Either way, I’m determined to have something to read . . . even if it’s only the user’s guide.

___

*If your public library doesn’t, you might want to say something to your director.   If they don’t know there’s a need for a service, they won’t provide it.

**Because, you know, they teach us to read labels in library school.

***Do chiropractors do this?  Do physicians still do this?  Because they damn well should.

^It was a ticking timebomb anyway—the warrantee and the service contract expired a while back.

Energy is wasted on the young . . . .

Humorous Pictures

Since Janie is at Fun Camp today and my husband had an early class, Sunny and I spent the morning together.

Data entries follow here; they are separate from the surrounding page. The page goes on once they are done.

//! Small statistics toolkit: mean, least-squares line, and the Student-t
//! p-value needed to report a regression the way `scipy.stats.linregress`
//! does.

use serde::Serialize;

/// Arithmetic mean; `None` for an empty slice.
pub fn mean(values: &[f64]) -> Option<f64> {
    if values.is_empty() {
        None
    } else {
        Some(values.iter().sum::<f64>() / values.len() as f64)
    }
}

/// Result of an ordinary least-squares fit `y = slope * x + intercept`.
#[derive(Debug, Clone, Copy, PartialEq, Serialize)]
pub struct Regression {
    pub slope: f64,
    pub intercept: f64,
    /// Pearson correlation coefficient.
    pub r_value: f64,
    /// Two-sided p-value for the null hypothesis `slope == 0`.
    pub p_value: f64,
    /// Standard error of the slope.
    pub std_err: f64,
    /// Number of (x, y) pairs used.
    pub samples: usize,
}

impl Regression {
    pub fn predict(&self, x: f64) -> f64 {
        self.slope * x + self.intercept
    }
}

/// Fit a line through the paired samples.
///
/// Returns `None` when there are fewer than two pairs or when every `x` is
/// identical (the slope is undefined).
pub fn linear_regression(xs: &[f64], ys: &[f64]) -> Option<Regression> {
    let n = xs.len().min(ys.len());
    if n < 2 {
        return None;
    }
    let (xs, ys) = (&xs[..n], &ys[..n]);
    let x_mean = mean(xs)?;
    let y_mean = mean(ys)?;

    let mut ssxm = 0.0;
    let mut ssym = 0.0;
    let mut ssxym = 0.0;
    for (&x, &y) in xs.iter().zip(ys) {
        let dx = x - x_mean;
        let dy = y - y_mean;
        ssxm += dx * dx;
        ssym += dy * dy;
        ssxym += dx * dy;
    }
    if ssxm == 0.0 {
        return None;
    }

    let slope = ssxym / ssxm;
    let intercept = y_mean - slope * x_mean;

    let r = if ssym == 0.0 {
        0.0
    } else {
        (ssxym / (ssxm * ssym).sqrt()).clamp(-1.0, 1.0)
    };

    let df = (n - 2) as f64;
    let (p_value, std_err) = if n == 2 {
        // A line through two points fits exactly.
        (0.0, 0.0)
    } else if 1.0 - r * r <= f64::EPSILON {
        (0.0, 0.0)
    } else {
        let t = r * (df / ((1.0 - r) * (1.0 + r))).sqrt();
        let p = students_t_two_sided(t, df);
        let se = ((1.0 - r * r) * ssym / ssxm / df).sqrt();
        (p, se)
    };

    Some(Regression {
        slope,
        intercept,
        r_value: r,
        p_value,
        std_err,
        samples: n,
    })
}

/// Two-sided tail probability `P(|T| >= |t|)` for Student's t with `df`
/// degrees of freedom.
pub fn students_t_two_sided(t: f64, df: f64) -> f64 {
    if !t.is_finite() {
        return 0.0;
    }
    let x = df / (df + t * t);
    regularized_incomplete_beta(df / 2.0, 0.5, x).clamp(0.0, 1.0)
}

/// I_x(a, b) via the continued fraction expansion (Lentz's method).
fn regularized_incomplete_beta(a: f64, b: f64, x: f64) -> f64 {
    if x <= 0.0 {
        return 0.0;
    }
    if x >= 1.0 {
        return 1.0;
    }
    let ln_front = ln_gamma(a + b) - ln_gamma(a) - ln_gamma(b) + a * x.ln() + b * (1.0 - x).ln();
    let front = ln_front.exp();
    if x < (a + 1.0) / (a + b + 2.0) {
        front * beta_continued_fraction(a, b, x) / a
    } else {
        1.0 - front * beta_continued_fraction(b, a, 1.0 - x) / b
    }
}

fn beta_continued_fraction(a: f64, b: f64, x: f64) -> f64 {
    const MAX_ITER: usize = 300;
    const EPS: f64 = 1e-15;
    const TINY: f64 = 1e-300;

    let qab = a + b;
    let qap = a + 1.0;
    let qam = a - 1.0;
    let mut c = 1.0;
    let mut d = 1.0 - qab * x / qap;
    if d.abs() < TINY {
        d = TINY;
    }
    d = 1.0 / d;
    let mut h = d;

    for m in 1..=MAX_ITER {
        let m = m as f64;
        let m2 = 2.0 * m;

        let aa = m * (b - m) * x / ((qam + m2) * (a + m2));
        d = 1.0 + aa * d;
        if d.abs() < TINY {
            d = TINY;
        }
        c = 1.0 + aa / c;
        if c.abs() < TINY {
            c = TINY;
        }
        d = 1.0 / d;
        h *= d * c;

        let aa = -(a + m) * (qab + m) * x / ((a + m2) * (qap + m2));
        d = 1.0 + aa * d;
        if d.abs() < TINY {
            d = TINY;
        }
        c = 1.0 + aa / c;
        if c.abs() < TINY {
            c = TINY;
        }
        d = 1.0 / d;
        let del = d * c;
        h *= del;
        if (del - 1.0).abs() < EPS {
            break;
        }
    }
    h
}

/// Lanczos approximation (g = 7, n = 9).
fn ln_gamma(x: f64) -> f64 {
    const COEFFS: [f64; 9] = [
        0.999_999_999_999_809_9,
        676.520_368_121_885_1,
        -1_259.139_216_722_402_8,
        771.323_428_777_653_1,
        -176.615_029_162_140_6,
        12.507_343_278_686_905,
        -0.138_571_095_265_720_12,
        9.984_369_578_019_572e-6,
        1.505_632_735_149_311_6e-7,
    ];
    if x < 0.5 {
        // Reflection formula.
        let pi = std::f64::consts::PI;
        return (pi / (pi * x).sin()).ln() - ln_gamma(1.0 - x);
    }
    let x = x - 1.0;
    let mut sum = COEFFS[0];
    for (i, c) in COEFFS.iter().enumerate().skip(1) {
        sum += c / (x + i as f64);
    }
    let t = x + 7.5;
    0.5 * (2.0 * std::f64::consts::PI).ln() + (x + 0.5) * t.ln() - t + sum.ln()
}

#[cfg(test)]
mod tests {
    use super::*;

    fn close(a: f64, b: f64, tol: f64) -> bool {
        (a - b).abs() <= tol
    }

    #[test]
    fn mean_of_empty_is_none() {
        assert_eq!(mean(&[]), None);
        assert_eq!(mean(&[1.0, 2.0, 3.0, 4.0]), Some(2.5));
    }

    #[test]
    fn ln_gamma_matches_factorials() {
        assert!(close(ln_gamma(1.0), 0.0, 1e-12));
        assert!(close(ln_gamma(5.0), 24f64.ln(), 1e-10));
        assert!(close(ln_gamma(0.5), std::f64::consts::PI.sqrt().ln(), 1e-10));
    }

    #[test]
    fn t_distribution_reference_values() {
        // df = 1 is the Cauchy distribution: P(|T| >= 1) = 0.5.
        assert!(close(students_t_two_sided(1.0, 1.0), 0.5, 1e-9));
        // Critical value t = 2.228 at df = 10 gives p ≈ 0.05.
        assert!(close(students_t_two_sided(2.228_138_85, 10.0), 0.05, 1e-6));
        assert!(close(students_t_two_sided(0.0, 7.0), 1.0, 1e-12));
    }

    #[test]
    fn exact_line_has_unit_correlation() {
        let xs = [1.0, 2.0, 3.0, 4.0, 5.0];
        let ys: Vec<f64> = xs.iter().map(|x| 3.0 * x - 2.0).collect();
        let reg = linear_regression(&xs, &ys).unwrap();
        assert!(close(reg.slope, 3.0, 1e-12));
        assert!(close(reg.intercept, -2.0, 1e-12));
        assert!(close(reg.r_value, 1.0, 1e-12));
        assert!(reg.p_value < 1e-12);
        assert_eq!(reg.samples, 5);
        assert!(close(reg.predict(10.0), 28.0, 1e-9));
    }

    #[test]
    fn noisy_line_reference_values() {
        // df = 3 has a closed-form t CDF to check the p-value against.
        let reg = linear_regression(&[1.0, 2.0, 3.0, 4.0, 5.0], &[2.0, 4.0, 5.0, 4.0, 5.0]).unwrap();
        assert!(close(reg.slope, 0.6, 1e-12));
        assert!(close(reg.intercept, 2.2, 1e-12));
        assert!(close(reg.r_value, 0.774_596_669_241_483_4, 1e-12));
        assert!(close(reg.p_value, 0.124_027_062_657_554_6, 1e-9));
        assert!(close(reg.std_err, 0.282_842_712_474_619, 1e-12));
    }

    #[test]
    fn degenerate_inputs() {
        assert!(linear_regression(&[1.0], &[2.0]).is_none());
        assert!(linear_regression(&[2.0, 2.0, 2.0], &[1.0, 2.0, 3.0]).is_none());
        let flat_y = linear_regression(&[1.0, 2.0, 3.0], &[4.0, 4.0, 4.0]).unwrap();
        assert_eq!(flat_y.slope, 0.0);
        assert_eq!(flat_y.r_value, 0.0);
    }
}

We played with her new dollhouse, went to the postal place to mail books,*  and tore  around the Family Museum, followed with a nice, heavy lunch with Daddy and Grandma.   The object was to tire her out  so she would take a nice, long nap—and I could spend an hour doing a little research and typing up some notes.

And it worked.  Sort of. 

Sunny is napping . . . but my nose is about to hit the keyboard for the third time. 

Instead of applying caffeine to the problem, I’m going to try something radical—a forty-five minute strategic retreat to the couch.  I know fighting the sleepies with actual sleep is a bit counterintuitive, but what the heck.

I’ll let you know if it workzzzzzzzzzzzzzzzzzzzz

____

*Note to glasseye and Richard:  check your e-mail!